> [Records supplied]
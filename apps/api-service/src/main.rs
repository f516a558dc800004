//! # NailBook API サーバー
//!
//! サロンの予約・問い合わせ・ニュースレター・お客様の声・ギャラリーの API を提供する。
//!
//! ## 役割
//!
//! - **データ永続化**: PostgreSQL への保存と参照
//! - **通知**: 保存後にメール通知をバックグラウンドで送信する。送信結果は
//!   レスポンスに影響しない
//!
//! ## 環境変数
//!
//! | 変数名 | 必須 | 説明 |
//! |--------|------|------|
//! | `API_HOST` | No | バインドアドレス（デフォルト: `0.0.0.0`） |
//! | `API_PORT` | **Yes** | ポート番号 |
//! | `DATABASE_URL` | **Yes** | PostgreSQL 接続 URL |
//! | `RESEND_API_KEY` | No | HTTP メール API のキー（あれば SMTP より優先） |
//! | `EMAIL_HOST_USER` / `EMAIL_HOST_PASSWORD` | No | SMTP 認証情報 |
//! | `ADMIN_EMAIL` | No | 管理者通知の宛先 |
//! | `THUMBNAIL_MODE` | No | `disabled`（デフォルト）または `cdn` |
//! | `LOG_FORMAT` | No | `pretty`（デフォルト）または `json` |
//!
//! メールプロバイダが一つも設定されていない場合は警告を出し、
//! メールをログに出力するだけのコンソール送信で起動する。
//!
//! ## 起動方法
//!
//! ```bash
//! API_PORT=8000 DATABASE_URL=postgres://... cargo run -p nailbook-api-service
//! ```

use std::{net::SocketAddr, sync::Arc};

use anyhow::Context as _;
use nailbook_api_service::{
    app::{AppDependencies, build_app},
    config::{AppConfig, ThumbnailMode},
    notification::{
        BackgroundNotificationScheduler,
        NotificationPipeline,
        NotificationRenderer,
        NotificationSources,
    },
    runner::BackgroundRunner,
};
use nailbook_domain::clock::SystemClock;
use nailbook_infra::{
    db,
    notification::{MailDispatcher, build_sender},
    repository::{
        PostgresBookingRepository,
        PostgresContactMessageRepository,
        PostgresGalleryImageRepository,
        PostgresNewsletterSubscriberRepository,
        PostgresServiceRepository,
        PostgresTestimonialRepository,
    },
    thumbnail::{CdnThumbnailHook, DisabledThumbnailHook, ThumbnailHook},
};
use nailbook_shared::observability::{TracingConfig, init_tracing};
use tokio::net::TcpListener;

/// API サーバーのエントリーポイント
///
/// 1. 環境変数・トレーシングの初期化
/// 2. データベース接続とマイグレーション
/// 3. メールプロバイダの選択とバックグラウンドランナーの起動
/// 4. ルーターの構築とサーバー起動
/// 5. 終了シグナル受信後、残りの通知ジョブをドレイン
#[tokio::main]
async fn main() -> anyhow::Result<()> {
    // .env ファイルを読み込む（存在する場合）
    dotenvy::dotenv().ok();

    init_tracing(&TracingConfig::from_env("api-service"));
    let _tracing_guard = tracing::info_span!("app", service = "api-service").entered();

    let config = AppConfig::from_env().context("設定の読み込みに失敗しました")?;

    tracing::info!("API サーバーを起動します: {}:{}", config.host, config.port);

    let pool = db::create_pool(&config.database_url)
        .await
        .context("データベース接続に失敗しました")?;
    db::run_migrations(&pool)
        .await
        .context("マイグレーションの適用に失敗しました")?;
    tracing::info!("データベースに接続しました");

    // メールプロバイダ（起動時に一度だけ選択する）
    let provider = config.mail.select_provider();
    let dispatcher = MailDispatcher::new(build_sender(&config.mail));
    let from_address = config.mail.from_address();
    tracing::info!(
        provider = %provider,
        sender = dispatcher.provider_name(),
        from = %from_address,
        "メールプロバイダを選択しました"
    );
    if config.admin_email.is_none() {
        tracing::warn!("ADMIN_EMAIL が未設定のため、管理者向けの通知は送信されません");
    }

    let services = Arc::new(PostgresServiceRepository::new(pool.clone()));
    let bookings = Arc::new(PostgresBookingRepository::new(pool.clone()));
    let contacts = Arc::new(PostgresContactMessageRepository::new(pool.clone()));
    let subscribers = Arc::new(PostgresNewsletterSubscriberRepository::new(pool.clone()));
    let testimonials = Arc::new(PostgresTestimonialRepository::new(pool.clone()));
    let gallery = Arc::new(PostgresGalleryImageRepository::new(pool));

    let (runner, runner_handle) = BackgroundRunner::start(&config.runner);

    let pipeline = NotificationPipeline::new(
        NotificationRenderer::new().context("メールテンプレートの読み込みに失敗しました")?,
        dispatcher,
        from_address,
        NotificationSources {
            bookings:    bookings.clone(),
            services:    services.clone(),
            contacts:    contacts.clone(),
            subscribers: subscribers.clone(),
        },
    );
    let scheduler = Arc::new(BackgroundNotificationScheduler::new(
        runner.clone(),
        Arc::new(pipeline),
    ));

    let thumbnails: Arc<dyn ThumbnailHook> = match config.thumbnail_mode {
        ThumbnailMode::Cdn => Arc::new(CdnThumbnailHook),
        ThumbnailMode::Disabled => Arc::new(DisabledThumbnailHook),
    };
    tracing::info!(hook = thumbnails.name(), "サムネイル生成フックを設定しました");

    let app = build_app(AppDependencies {
        services,
        bookings,
        contacts,
        subscribers,
        testimonials,
        gallery,
        scheduler,
        thumbnails,
        runner,
        clock: Arc::new(SystemClock),
        admin_email: config.admin_email.clone(),
        transition_policy: config.transition_policy,
    });

    let addr: SocketAddr = format!("{}:{}", config.host, config.port)
        .parse()
        .context("アドレスのパースに失敗しました")?;
    let listener = TcpListener::bind(addr).await?;
    tracing::info!("API サーバーが起動しました: {}", addr);

    axum::serve(listener, app)
        .with_graceful_shutdown(shutdown_signal())
        .await?;

    tracing::info!("サーバーを停止しました。残りの通知ジョブを待機します");
    runner_handle.shutdown(config.runner.job_timeout).await;

    Ok(())
}

async fn shutdown_signal() {
    if let Err(e) = tokio::signal::ctrl_c().await {
        tracing::error!(error = %e, "終了シグナルの待機に失敗しました");
    }
}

> [Aim of the exercise]
Write every record out again, unaltered.

> [Reply]
filename apps/api-service/src/main.rs
repository f516a558dc800004
//! # NailBook API サーバー
//!
//! サロンの予約・問い合わせ・ニュースレター・お客様の声・ギャラリーの API を提供する。
//!
//! ## 役割
//!
//! - **データ永続化**: PostgreSQL への保存と参照
//! - **通知**: 保存後にメール通知をバックグラウンドで送信する。送信結果は
//!   レスポンスに影響しない
//!
//! ## 環境変数
//!
//! | 変数名 | 必須 | 説明 |
//! |--------|------|------|
//! | `API_HOST` | No | バインドアドレス（デフォルト: `0.0.0.0`） |
//! | `API_PORT` | **Yes** | ポート番号 |
//! | `DATABASE_URL` | **Yes** | PostgreSQL 接続 URL |
//! | `RESEND_API_KEY` | No | HTTP メール API のキー（あれば SMTP より優先） |
//! | `EMAIL_HOST_USER` / `EMAIL_HOST_PASSWORD` | No | SMTP 認証情報 |
//! | `ADMIN_EMAIL` | No | 管理者通知の宛先 |
//! | `THUMBNAIL_MODE` | No | `disabled`（デフォルト）または `cdn` |
//! | `LOG_FORMAT` | No | `pretty`（デフォルト）または `json` |
//!
//! メールプロバイダが一つも設定されていない場合は警告を出し、
//! メールをログに出力するだけのコンソール送信で起動する。
//!
//! ## 起動方法
//!
//! ```bash
//! API_PORT=8000 DATABASE_URL=postgres://... cargo run -p nailbook-api-service
//! ```

use std::{net::SocketAddr, sync::Arc};

use anyhow::Context as _;
use nailbook_api_service::{
    app::{AppDependencies, build_app},
    config::{AppConfig, ThumbnailMode},
    notification::{
        BackgroundNotificationScheduler,
        NotificationPipeline,
        NotificationRenderer,
        NotificationSources,
    },
    runner::BackgroundRunner,
};
use nailbook_domain::clock::SystemClock;
use nailbook_infra::{
    db,
    notification::{MailDispatcher, build_sender},
    repository::{
        PostgresBookingRepository,
        PostgresContactMessageRepository,
        PostgresGalleryImageRepository,
        PostgresNewsletterSubscriberRepository,
        PostgresServiceRepository,
        PostgresTestimonialRepository,
    },
    thumbnail::{CdnThumbnailHook, DisabledThumbnailHook, ThumbnailHook},
};
use nailbook_shared::observability::{TracingConfig, init_tracing};
use tokio::net::TcpListener;

/// API サーバーのエントリーポイント
///
/// 1. 環境変数・トレーシングの初期化
/// 2. データベース接続とマイグレーション
/// 3. メールプロバイダの選択とバックグラウンドランナーの起動
/// 4. ルーターの構築とサーバー起動
/// 5. 終了シグナル受信後、残りの通知ジョブをドレイン
#[tokio::main]
async fn main() -> anyhow::Result<()> {
    // .env ファイルを読み込む（存在する場合）
    dotenvy::dotenv().ok();

    init_tracing(&TracingConfig::from_env("api-service"));
    let _tracing_guard = tracing::info_span!("app", service = "api-service").entered();

    let config = AppConfig::from_env().context("設定の読み込みに失敗しました")?;

    tracing::info!("API サーバーを起動します: {}:{}", config.host, config.port);

    let pool = db::create_pool(&config.database_url)
        .await
        .context("データベース接続に失敗しました")?;
    db::run_migrations(&pool)
        .await
        .context("マイグレーションの適用に失敗しました")?;
    tracing::info!("データベースに接続しました");

    // メールプロバイダ（起動時に一度だけ選択する）
    let provider = config.mail.select_provider();
    let dispatcher = MailDispatcher::new(build_sender(&config.mail));
    let from_address = config.mail.from_address();
    tracing::info!(
        provider = %provider,
        sender = dispatcher.provider_name(),
        from = %from_address,
        "メールプロバイダを選択しました"
    );
    if config.admin_email.is_none() {
        tracing::warn!("ADMIN_EMAIL が未設定のため、管理者向けの通知は送信されません");
    }

    let services = Arc::new(PostgresServiceRepository::new(pool.clone()));
    let bookings = Arc::new(PostgresBookingRepository::new(pool.clone()));
    let contacts = Arc::new(PostgresContactMessageRepository::new(pool.clone()));
    let subscribers = Arc::new(PostgresNewsletterSubscriberRepository::new(pool.clone()));
    let testimonials = Arc::new(PostgresTestimonialRepository::new(pool.clone()));
    let gallery = Arc::new(PostgresGalleryImageRepository::new(pool));

    let (runner, runner_handle) = BackgroundRunner::start(&config.runner);

    let pipeline = NotificationPipeline::new(
        NotificationRenderer::new().context("メールテンプレートの読み込みに失敗しました")?,
        dispatcher,
        from_address,
        NotificationSources {
            bookings:    bookings.clone(),
            services:    services.clone(),
            contacts:    contacts.clone(),
            subscribers: subscribers.clone(),
        },
    );
    let scheduler = Arc::new(BackgroundNotificationScheduler::new(
        runner.clone(),
        Arc::new(pipeline),
    ));

    let thumbnails: Arc<dyn ThumbnailHook> = match config.thumbnail_mode {
        ThumbnailMode::Cdn => Arc::new(CdnThumbnailHook),
        ThumbnailMode::Disabled => Arc::new(DisabledThumbnailHook),
    };
    tracing::info!(hook = thumbnails.name(), "サムネイル生成フックを設定しました");

    let app = build_app(AppDependencies {
        services,
        bookings,
        contacts,
        subscribers,
        testimonials,
        gallery,
        scheduler,
        thumbnails,
        runner,
        clock: Arc::new(SystemClock),
        admin_email: config.admin_email.clone(),
        transition_policy: config.transition_policy,
    });

    let addr: SocketAddr = format!("{}:{}", config.host, config.port)
        .parse()
        .context("アドレスのパースに失敗しました")?;
    let listener = TcpListener::bind(addr).await?;
    tracing::info!("API サーバーが起動しました: {}", addr);

    axum::serve(listener, app)
        .with_graceful_shutdown(shutdown_signal())
        .await?;

    tracing::info!("サーバーを停止しました。残りの通知ジョブを待機します");
    runner_handle.shutdown(config.runner.job_timeout).await;

    Ok(())
}

async fn shutdown_signal() {
    if let Err(e) = tokio::signal::ctrl_c().await {
        tracing::error!(error = %e, "終了シグナルの待機に失敗しました");
    }
}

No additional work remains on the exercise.